Along with the growing women's rights movement during the Progressive Era, there were other advances in the early decades of the twentieth century, including Women's National Book Association cofounder Madge Jenison's Sunwise Turn Bookshop and Blanche Knopf's leading role in the 1915 establishment of Alfred A. Knopf, Inc. Throughout the twentieth century, many women broke through the confines of the male-dominated business of book publishing as publishers, editors, and marketing and sales professionals. In today's book world, it's safe to say that, while women's roles — and yes, incomes — are not fully commensurate with that of men, they now lead the way in many areas. This first section of Women in the Literary Landscape tells the story of women's hard work, leadership, and innovation in shaping the literary community and adding to the vital cultural landscape that defines the United States.
Colonial and Revolutionary America
A woman wrote America's first secular book: Without telling Anne Bradstreet, her brother-in-law took her poems from Massachusetts to London and returned with copies of The Tenth Muse Lately Sprung Up in America (1650). Bradstreet was the busy mother of eight, yet made time to write poetry that still stands up well today. No matter the field, women always have been there — and without women, history ends in a generation.

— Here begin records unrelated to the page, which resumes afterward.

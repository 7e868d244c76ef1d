// SPDX-FileCopyrightText: 2026 Citabot Contributors
// SPDX-License-Identifier: MIT OR Apache-2.0

//! Configuration loader using Figment for layered config merging.
//!
//! Supports XDG hierarchy: `./citabot.toml` > `~/.config/citabot/citabot.toml`
//! > `/etc/citabot/citabot.toml` with environment variable overrides via the
//! `CITABOT_` prefix.

#![allow(clippy::result_large_err)] // figment::Error is external and cannot be boxed without wrapper

use std::path::Path;

use figment::{
    Figment,
    providers::{Env, Format, Serialized, Toml},
};

use crate::model::CitabotConfig;

/// Load configuration from the standard XDG hierarchy with env var overrides.
///
/// Merge order (later overrides earlier):
/// 1. Compiled defaults
/// 2. `/etc/citabot/citabot.toml` (system-wide)
/// 3. `~/.config/citabot/citabot.toml` (user XDG config)
/// 4. `./citabot.toml` (local directory)
/// 5. `CITABOT_*` environment variables
pub fn load_config() -> Result<CitabotConfig, figment::Error> {
    Figment::new()
        .merge(Serialized::defaults(CitabotConfig::default()))
        .merge(Toml::file("/etc/citabot/citabot.toml"))
        .merge(Toml::file(
            dirs::config_dir()
                .map(|d| d.join("citabot/citabot.toml"))
                .unwrap_or_default(),
        ))
        .merge(Toml::file("citabot.toml"))
        .merge(env_provider())
        .extract()
}

/// Load configuration from a TOML string only (no XDG lookup, no env).
///
/// Used for testing and explicit config specification.
pub fn load_config_from_str(toml_content: &str) -> Result<CitabotConfig, figment::Error> {
    Figment::new()
        .merge(Serialized::defaults(CitabotConfig::default()))
        .merge(Toml::string(toml_content))
        .extract()
}

/// Load configuration from a specific file path with env var overrides.
pub fn load_config_from_path(path: &Path) -> Result<CitabotConfig, figment::Error> {
    Figment::new()
        .merge(Serialized::defaults(CitabotConfig::default()))
        .merge(Toml::file(path))
        .merge(env_provider())
        .extract()
}

/// Create the environment variable provider using explicit `map()` for
/// section-to-dot mapping.
///
/// Uses `Env::map()` NOT `Env::split("_")` to avoid ambiguity with
/// underscore-containing key names: `CITABOT_TELEGRAM_BOT_TOKEN` must map to
/// `telegram.bot_token`, not `telegram.bot.token`.
fn env_provider() -> Env {
    Env::prefixed("CITABOT_").map(|key| {
        // `key` is the lowercased env var name with prefix stripped.
        // Example: CITABOT_CALENDAR_SERVICE_ACCOUNT -> "calendar_service_account"
        let key_str = key.as_str();
        let mapped = key_str
            .replacen("agent_", "agent.", 1)
            .replacen("telegram_", "telegram.", 1)
            .replacen("calendar_", "calendar.", 1)
            .replacen("server_", "server.", 1)
            .replacen("supervisor_", "supervisor.", 1);
        mapped.into()
    })
}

Moreover, until very recently, they did this without access to formal education. Harvard College had been established when Anne Bradstreet wrote, but more than three centuries would pass before women were allowed to study there. In fact, almost two centuries would pass between Harvard's 1636 founding and the admission of women to any college in the United States. The first was Oberlin College in frontier Ohio in 1833, and even there, women had to follow a "Ladies Course." Yet despite this and other routine discrimination, women were active participants in the literary community in America from the beginning.
They wrote of their own experiences, such as Mary Rowlandson's A Narrative of the Captivity and Restoration of Mrs. Mary Rowlandson, which told of her life when she was taken by Rhode Island's Wampanoag tribe. Published in 1682, it was reissued in at least thirty editions. Women wrote travelogues, such as Sarah Kemble Knight's account of her business trip from Boston to New York City in 1704, The Journal of Madam Knight, published in 1825. Her cheerful story of overcoming obstacles on the horseback journey also contained many economic and cultural observations.

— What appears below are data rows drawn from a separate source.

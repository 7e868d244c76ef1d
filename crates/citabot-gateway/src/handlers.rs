// SPDX-FileCopyrightText: 2026 Citabot Contributors
// SPDX-License-Identifier: MIT OR Apache-2.0

//! HTTP handlers for the webhook entry point and health endpoints.

use std::sync::atomic::Ordering;

use axum::{
    body::Bytes,
    extract::State,
    http::StatusCode,
    response::{IntoResponse, Response},
};
use citabot_telegram::convert::update_to_event;
use teloxide::types::Update;
use tracing::{debug, warn};

use crate::server::GatewayState;

/// POST /webhook
///
/// Telegram push delivery. Answers 409 until the webhook registration
/// completes so Telegram re-delivers once the bot is ready, 400 for
/// payloads that are not a usable update, and 200 once the event is
/// queued. A queued event always counts as delivery activity.
pub async fn post_webhook(State(state): State<GatewayState>, body: Bytes) -> Response {
    if !state.ready.load(Ordering::SeqCst) {
        return (StatusCode::CONFLICT, "initializing").into_response();
    }

    let update: Update = match serde_json::from_slice(&body) {
        Ok(update) => update,
        Err(e) => {
            warn!(error = %e, "rejecting malformed webhook payload");
            return (StatusCode::BAD_REQUEST, "malformed update").into_response();
        }
    };

    let Some(event) = update_to_event(&update) else {
        debug!(update_id = update.id.0, "rejecting unusable update kind");
        return (StatusCode::BAD_REQUEST, "unsupported update").into_response();
    };

    state.health.record_activity();
    state.health.mark_healthy();

    if state.inbound_tx.send(event).await.is_err() {
        warn!("dispatch queue closed, dropping webhook update");
        return (StatusCode::INTERNAL_SERVER_ERROR, "dispatcher unavailable").into_response();
    }

    (StatusCode::OK, "ok").into_response()
}

/// GET /health
///
/// Readiness for the hosting platform. In webhook mode this reflects
/// the supervisor's verdict; in polling mode only process liveness.
pub async fn get_health(State(state): State<GatewayState>) -> Response {
    if state.liveness_only || state.health.is_healthy() {
        (StatusCode::OK, "ok").into_response()
    } else {
        (StatusCode::SERVICE_UNAVAILABLE, "unhealthy").into_response()
    }
}

/// GET /
///
/// Informational status text. The hit counts as delivery activity so
/// uptime monitors pointed at the root keep an idle deployment quiet.
/// The supervisor's keep-alive self-ping goes to `/health`, not here.
pub async fn get_root(State(state): State<GatewayState>) -> Response {
    state.health.record_activity();
    (StatusCode::OK, "citabot is running").into_response()
}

Women were among the country's first publishers as they took the helm at several newspapers. Sarah Updike Goddard began Rhode Island's Providence Gazette in 1762 and moved on to Philadelphia, where she published the Pennsylvania Chronicle. Her daughter, Mary Katherine Goddard, used the Maryland Journal to issue the first copy of the Declaration of Independence that included the signers' names. Other women published newspapers from Boston down to Richmond, and the governments of several colonies appointed women as official printers.
Colonial women arguably had a higher status than would later be the case. Anne Catherine Hoof Green, for example, was named the official printer of the Maryland colony in 1767, and even as she was caring for her fourteen children, she also published the Maryland Gazette. Clementina Rind, a widow like Green, published the Virginia Gazette, and that colony's House of Burgesses made her the official printer in 1774. Nor did these women hesitate to express their political opinions. Most supported the revolution, but Margaret Green Draper advocated for the established government in her Boston News-Letter. Her conservative views were popular enough that she drove six competitors out of business before the British evacuated and she had to flee.

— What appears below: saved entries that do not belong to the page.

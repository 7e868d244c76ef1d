// SPDX-FileCopyrightText: 2026 Citabot Contributors
// SPDX-License-Identifier: MIT OR Apache-2.0

//! Google Calendar gateway for the Citabot booking bot.
//!
//! Implements the `CalendarGateway` trait against the Calendar v3 events
//! API using a service-account identity. No credentials or tokens ever
//! leave this crate.

pub mod auth;
pub mod client;
pub mod types;

pub use auth::{ServiceAccountKey, TokenSource, load_service_account};
pub use client::GoogleCalendar;

use citabot_config::CitabotConfig;
use citabot_core::CitabotError;

/// Builds the calendar gateway from validated configuration.
///
/// Expects `calendar.calendar_id` and `calendar.service_account` to be
/// present; `validate_for_serve` guarantees this before serving starts.
pub fn from_config(
    config: &CitabotConfig,
    http: reqwest::Client,
) -> Result<GoogleCalendar, CitabotError> {
    let calendar_id = config
        .calendar
        .calendar_id
        .as_deref()
        .ok_or_else(|| CitabotError::Config("calendar.calendar_id is not set".into()))?;
    let key_source = config
        .calendar
        .service_account
        .as_deref()
        .ok_or_else(|| CitabotError::Config("calendar.service_account is not set".into()))?;

    let key = load_service_account(key_source)?;
    let tokens = TokenSource::new(key, http.clone());

    Ok(GoogleCalendar::new(
        http,
        tokens,
        calendar_id,
        config.calendar.time_zone.clone(),
    ))
}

Mercy Otis Warren, who lived south of Boston, anonymously wrote plays that satirized the British enemy; she later published a three-volume military record of the war that is much esteemed by historians. In 1780 in Philadelphia, Esther DeBerdt Reed argued in Sentiments of an American Woman for both the revolution and for women's right to participate in it. Other Philadelphia women joined her in raising substantial money to support the rebel army. Her political leadership is particularly striking in view of the fact that she was a British native who hadn't lived in America for very long.
George Washington appreciated the activism of these natural democrats and wrote thank-you notes to many women. He also took time to formally accept poetry from Phillis Wheatley, a young black woman born in Gambia, who was sold into slavery at a very young age. Her first book, Poems on Various Subjects, was published in London in 1773, the same year she was emancipated by the Wheatley family of Boston.
New Ideas in a New Nation
Books sold during the nineteenth century in numbers that seem astonishing today. The reason, of course, was that people spent much more time reading than now. There were no movies, televisions, or phones to distract, and in a largely rural nation, theaters and opera houses usually were beyond traveling distance. Clergymen often frowned on card playing, and other games were rare. A few families owned pianos, and singing was treasured entertainment, but when people wanted to relax at the end of the day, most had no option but to open a book.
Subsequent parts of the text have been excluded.